As this article was being written, Romania’s death toll from the novel coronavirus stood at 133, easily surpassing Ukraine’s 27 victims, Hungary’s 32, Poland’s 71 or the Czech Republic’s 56, despite comparable numbers of infections in the latter two countries.
Unlike those in Italy, Spain or New York, hospitals are not overcrowded – so why is Romania seeing more than double the number of deaths than its neighbours?
It’s because another plague stalks the country, joining hands with the coronavirus. That plague is corruption, and unlike Covid-19, it is anything but new. Corruption has long been festering in Romania, and hospitals are hotbeds of infection, something which has become ever more clear during the current pandemic.
An unhealthy practice
On February 26, Romania confirmed its first case of Covid-19. Three days later, the general manager of the emergency hospital in the northwestern town of Baia Mare, Sorina Pintea, was arrested. A former minister of health, Pintea was accused of taking a bribe of 35,000 euros in connection with renovation works carried out in the hospital she managed.
On hearing news of the arrest, Romanians collectively nodded, unsurprised. Corruption in the medical field is nothing new. Almost exactly a year ago, in an initiative that did anything but age well, Pintea – then the country’s health minister in a government led by the notoriously corrupt PSD – announced a new anti-bribery campaign targeting Romanian hospitals after a series of corruption scandals rocked the health system.
Working under politically-appointed cronies in an under-financed sector, many Romanian doctors are known to either directly ask for money from patients or their families, or to require patients to purchase their own medicine and the equipment needed for their care. Others direct patients who can pay towards the private clinics in which they work, an indirect form of bribery.
Ask anyone who has had the misfortune to spend any time in a state hospital in Romania, and they will admit that it is a lottery, even if you factor in the bribes. The prize in this lottery is adequate medical assistance and the avoidance of nosocomial – hospital-borne – infections.
The lottery is rigged against the patient. In 2016, a scandal revealed that a Romanian disinfectant manufacturer, HexiPharma, had been diluting the products that it sold to state hospitals up to two thousand times, reaping massive profits and causing medical equipment everywhere to be sprayed with little more than water. Unsurprisingly, four years later a survey revealed that 60 per cent of Romanians had little or no confidence in state hospitals.
Such is the environment that the novel coronavirus found in Romania, and its spread only further highlights the failings of a corrupt and politicised medical system.
In the northeastern county of Suceava, the most infected part of the country, prosecutors uncovered that officials managing the county hospital, in tandem with the directory of public health, preferentially tested certain individuals even if that meant hospital workers and caregivers in direct contact with infected patients went untested. Suceava currently accounts for 27 per cent of all Covid-19 infections in Romania and for many of the deaths caused by the virus. The entire region has been quarantined and its main hospital placed under military administration.
Rotten at the top
Suceava is not an exception, but the first broken link of a corroded chain.
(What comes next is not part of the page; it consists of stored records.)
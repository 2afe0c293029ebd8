// Copyright 2026 the Layermix Authors
// SPDX-License-Identifier: Apache-2.0 OR MIT

//! Layer-list changes while a render pass is blocked inside a layer.

use std::sync::atomic::{AtomicBool, Ordering};
use std::sync::{Arc, Weak};
use std::thread;
use std::time::Duration as StdDuration;

use crossbeam_channel::{Receiver, Sender};
use layermix_core::composition::{Composition, CompositionConfig};
use layermix_core::gpu::Color;
use layermix_core::headless::{HeadlessBackend, HeadlessContext};
use layermix_core::layer::{Layer, LayerCore, LayerRef};
use layermix_core::time::{Clock, HostTime, ManualClock};
use parking_lot::Mutex;

type Log = Arc<Mutex<Vec<&'static str>>>;

const TIMEOUT: StdDuration = StdDuration::from_secs(5);

struct Stub {
    core: LayerCore<HeadlessBackend>,
    name: &'static str,
    log: Log,
    gate: Option<Gate>,
}

/// Blocks the first render until released.
struct Gate {
    entered: Sender<()>,
    release: Receiver<()>,
    armed: AtomicBool,
}

impl Layer<HeadlessBackend> for Stub {
    fn core(&self) -> &LayerCore<HeadlessBackend> {
        &self.core
    }

    fn render(&self, _ctx: &mut HeadlessContext) {
        self.log.lock().push(self.name);
        if let Some(gate) = &self.gate {
            if gate.armed.swap(false, Ordering::SeqCst) {
                gate.entered.send(()).unwrap();
                gate.release.recv_timeout(TIMEOUT).unwrap();
            }
        }
    }
}

fn stub(
    comp: &Composition<HeadlessBackend>,
    name: &'static str,
    log: &Log,
    gate: Option<Gate>,
) -> LayerRef<HeadlessBackend> {
    Arc::new(Stub {
        core: LayerCore::new(Arc::clone(comp.backend()), false, false),
        name,
        log: Arc::clone(log),
        gate,
    })
}

fn composition() -> Arc<Composition<HeadlessBackend>> {
    Composition::new(
        Arc::new(HeadlessBackend::new()),
        CompositionConfig::new(16, 16),
        Arc::new(ManualClock::new(HostTime(0))) as Arc<dyn Clock>,
    )
}

#[test]
fn removal_during_render_does_not_disturb_the_pass() {
    let comp = composition();
    let log = Log::default();
    let (entered_tx, entered) = crossbeam_channel::bounded(1);
    let (release, release_rx) = crossbeam_channel::bounded(1);

    let first = stub(
        &comp,
        "first",
        &log,
        Some(Gate {
            entered: entered_tx,
            release: release_rx,
            armed: AtomicBool::new(true),
        }),
    );
    let middle = stub(&comp, "middle", &log, None);
    let last = stub(&comp, "last", &log, None);
    for layer in [&first, &middle, &last] {
        assert!(comp.add_layer(Arc::clone(layer)), "distinct layers are added");
    }
    let last_weak: Weak<dyn Layer<HeadlessBackend>> = Arc::downgrade(&last);

    let renderer = {
        let comp = Arc::clone(&comp);
        thread::spawn(move || comp.render(&mut HeadlessContext::new(16, 16, Color::BLACK)))
    };
    entered.recv_timeout(TIMEOUT).unwrap();

    // The pass is parked inside `first`; the list lock must be free.
    assert!(comp.remove_layer(&last), "removal completes mid-pass");
    drop(last);
    let late = stub(&comp, "late", &log, None);
    assert!(comp.add_layer(late), "insertion completes mid-pass");
    assert!(
        last_weak.upgrade().is_some(),
        "the in-flight snapshot keeps the removed layer alive"
    );

    release.send(()).unwrap();
    renderer.join().unwrap();
    assert_eq!(
        *log.lock(),
        ["first", "middle", "last"],
        "the pass finishes with the layers it started with"
    );
    assert!(last_weak.upgrade().is_none(), "freed once the pass ends");

    log.lock().clear();
    comp.render(&mut HeadlessContext::new(16, 16, Color::BLACK));
    assert_eq!(*log.lock(), ["first", "middle", "late"], "next pass sees the change");
}

#[test]
fn tick_and_hit_test_run_while_render_is_blocked() {
    let comp = composition();
    let log = Log::default();
    let (entered_tx, entered) = crossbeam_channel::bounded(1);
    let (release, release_rx) = crossbeam_channel::bounded(1);
    comp.add_layer(stub(
        &comp,
        "gate",
        &log,
        Some(Gate {
            entered: entered_tx,
            release: release_rx,
            armed: AtomicBool::new(true),
        }),
    ));

    let renderer = {
        let comp = Arc::clone(&comp);
        thread::spawn(move || comp.render(&mut HeadlessContext::new(1, 1, Color::BLACK)))
    };
    entered.recv_timeout(TIMEOUT).unwrap();

    comp.tick(layermix_core::time::Duration::SECOND);
    let mut point = layermix_core::geometry::PixelPoint { x: 1, y: 1 };
    assert!(
        comp.layer_from_point(&mut point).is_none(),
        "the stub takes no input"
    );
    comp.clear();
    assert!(comp.is_empty());

    release.send(()).unwrap();
    renderer.join().unwrap();
    assert_eq!(*log.lock(), ["gate"]);
    assert_eq!(comp.time(), layermix_core::time::Duration::SECOND);
}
Romania’s forty-two regional directorates for public health – one for every county – serve as the front line in the battle against Covid-19, running epidemiological investigations to track down those infected and those with whom they have had contact so as to prevent further contamination of the population. Moreover, the same institutions decide who and when gets tested and handle quarantined individuals.
But it is these directorates that have repeatedly shown themselves to be the main weakness in Romania’s current efforts to counter the pandemic, with poor management of resources, faulty communication, a lack of transparency and the endangerment of medical professionals who were forced by their superiors to work without the necessary equipment.
Appointed by whoever was and is in power, as many as 60 per cent of the people running the directorates obtained their jobs without going through a competitive, transparent application process. Almost half have no medical background whatsoever.
No one claps for doctors here
Other nations clap for their doctors, but Romanians do not. It would be too much like clapping for the indifferent accomplices of a system that was deadly even before the coronavirus pandemic. Accomplices who are now quitting or “retiring” en masse so as to avoid the consequences of an environment they know to be non-sterile, equipment they know to be faulty, disinfectant they know to be little more than tap water, colleagues they know to have obtained their degrees from the shady private colleges that abound in Romania, and managers they know to be politruks.
Combined with a testing capacity limited to around 2,000 tests a day nationwide, the medical realities in Romania mean that half of those who died of Covid-19 up to March 31 were diagnosed with the virus after their death or the day they died.
So bad are things in Romania that the dying cannot even be sure that they are dying of Covid-19. They can at least by certain that they are dying of corruption.